"You Win With People".
This is obviously the title to the famous book written by Wayne Woodrow "Woody" Hayes. It is also a way of life that Woody practiced and preached to all of us as his Buckeye football players. It continues to resonate today with many of us, specifically former Buckeye great Rex Kern.
Kern is one of the all-time great Ohio State football players, who quarterbacked the Buckeyes during the 1968-70 seasons. He was team captain and the All-American quarterback of the 1968 National Championship team. The Buckeyes went 27-2 during Kern's tenure and defeated the O.J. Simpson-led USC Trojans in the 1969 Rose Bowl.
In something that has to be compared to a true "Cinderella Story", Rex met his wife Nancy at that Rose Bowl. Nancy was a Rose Bowl Princess who intended to enter USC the following fall. However after the Kern-led Buckeyes beat the Trojans, he persuaded her to enroll at Ohio State, and they married five years later.
Kern went on and played for four seasons in the National Football League and then returned to Ohio State where he has earned three academic degrees, his Bachelor of Arts, Masters and Doctorate of Philosophy.
I had the chance to speak with Rex recently and he identified one of the major changes he has seen in college football since his playing days, the NCAA rule which was created in 1972 allowing freshman eligibility.
"Today, freshmen are eligible to play before they even take a class at the university," Kern said. "I really believe kids need that first year to get their feet on the ground. It would provide them the opportunity to mature and get acclimated to the larger college atmosphere, their classes and study habits, all without the pressure to perform immediately in football on the college level. I also think it really affects their ability to get their degree.
"Ohio State has always cared about the education of their players and they really paid that extra attention to us as freshman to ensure we established a good foundation during our first year. I'm sure you remember what Woody said to all of us which was 'You're going to get a great education at the Ohio State University and it is my responsibility to see that you do.'"

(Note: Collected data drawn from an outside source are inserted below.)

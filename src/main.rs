//! 应用程序入口 (Application Entrypoint)
//!
//! 负责 CLI 指令解析、日志初始化，并以命令行方式驱动识别与封面下载。

use std::path::PathBuf;
use std::sync::Arc;
use std::time::Duration;

use clap::{Parser, Subcommand};
use tokio_util::sync::CancellationToken;

use jinjiang::core::model::Identifiers;
use jinjiang::interfaces::Fetcher;
use jinjiang::sites::jinjiang::PROVIDER_ID;
use jinjiang::utils::image_extension;
use jinjiang::{
    AppConfig, HttpFetcher, LookupQuery, MetadataSource, SourceEvent, SourceRegistry,
    create_result_channel,
};

/// 命令行界面脚手架 (CLI Scaffolding)
#[derive(Parser)]
#[command(author, version, about, long_about = None)]
struct Cli {
    /// 元数据源标识符
    #[arg(short, long, default_value = PROVIDER_ID, global = true)]
    source: String,

    #[command(subcommand)]
    command: Commands,
}

#[derive(clap::Args)]
struct LookupArgs {
    /// 书籍 id (novelid)
    #[arg(short, long)]
    id: Option<String>,
    /// 书名
    #[arg(short, long)]
    title: Option<String>,
    /// 作者，可重复
    #[arg(short, long)]
    author: Vec<String>,
    /// 单次请求超时 (秒)，缺省取配置
    #[arg(long)]
    timeout: Option<u64>,
}

#[derive(Subcommand)]
enum Commands {
    /// 识别书籍元数据，每条结果输出一行 JSON
    Identify {
        #[command(flatten)]
        lookup: LookupArgs,
    },
    /// 下载封面到指定目录
    Cover {
        #[command(flatten)]
        lookup: LookupArgs,
        /// 输出目录
        #[arg(short, long, default_value = ".")]
        output: PathBuf,
        /// 只需要最佳封面
        #[arg(long)]
        best: bool,
    },
}

impl LookupArgs {
    fn into_query(self, config: &AppConfig) -> LookupQuery {
        let mut identifiers = Identifiers::new();
        if let Some(id) = self.id {
            identifiers.insert(PROVIDER_ID.to_string(), id);
        }
        let timeout = self
            .timeout
            .map(Duration::from_secs)
            .unwrap_or_else(|| config.network.timeout());

        LookupQuery::builder()
            .maybe_title(self.title)
            .authors(self.author)
            .identifiers(identifiers)
            .timeout(timeout)
            .build()
    }
}

#[tokio::main]
async fn main() -> anyhow::Result<()> {
    // 遥测层初始化 (Telemetry Layer Initialization)
    if std::env::var("RUST_LOG").is_err() {
        unsafe {
            std::env::set_var("RUST_LOG", "info");
        }
    }

    tracing_subscriber::fmt()
        .with_env_filter(tracing_subscriber::EnvFilter::from_default_env())
        .with_writer(std::io::stderr)
        .with_target(false)
        .with_ansi(true)
        .init();

    let config = AppConfig::load()?;
    let cli = Cli::parse();

    let fetcher: Arc<dyn Fetcher> = Arc::new(HttpFetcher::new(&config.network)?);
    let registry = SourceRegistry::new();
    let Some(source) = registry.create(&cli.source, &config, fetcher) else {
        tracing::error!("Unknown source identifier: {} (available: {:?})", cli.source, registry.list());
        return Ok(());
    };

    // 信号处理 (Signal Handling)
    let abort = CancellationToken::new();
    let abort_clone = abort.clone();
    tokio::spawn(async move {
        if tokio::signal::ctrl_c().await.is_ok() {
            abort_clone.cancel();
        }
    });

    let (results, receiver) = create_result_channel();

    match cli.command {
        Commands::Identify { lookup } => {
            let query = lookup.into_query(&config);
            let count = source.identify(&query, &results, &abort).await;
            drop(results);

            for record in receiver.drain_metadata() {
                println!("{}", serde_json::to_string(&record)?);
            }
            tracing::info!("{} record(s) from {}", count, source.info().name);
        }
        Commands::Cover {
            lookup,
            output,
            best,
        } => {
            let query = lookup.into_query(&config);
            let count = source.download_cover(&query, best, &results, &abort).await;
            drop(results);

            tokio::fs::create_dir_all(&output).await?;
            let mut n = 0;
            while let Some(event) = receiver.recv_async().await {
                if let SourceEvent::Cover { source, data } = event {
                    n += 1;
                    let path = output.join(format!("cover_{}.{}", n, image_extension(&data)));
                    tokio::fs::write(&path, &data).await?;
                    tracing::info!("saved cover from {} to {}", source, path.display());
                }
            }
            tracing::info!("{} cover(s) downloaded", count);
        }
    }

    Ok(())
}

Kern continued to recount the story of how Woody viewed academics for his football players.
"When the 'Old Man' took that on, you knew that we should go to class, we would show up on time, we would sit in the front row and we would set our watches on 'Woody time', ten minutes fast, because you knew the "old man" set his watch ten minutes fast and we had to do those types of things," Kern added.
"Woody had systems in place, through our assistant coaches, so that he knew when we had quizzes, he knew when we had mid-terms, he knew when we had tests and he made sure we were prepared and he made sure we got it done."
All of these measures were in place before the advent of the Academic Progress Rate (APR) and other NCAA-led mandates to put the 'student' in student-athlete.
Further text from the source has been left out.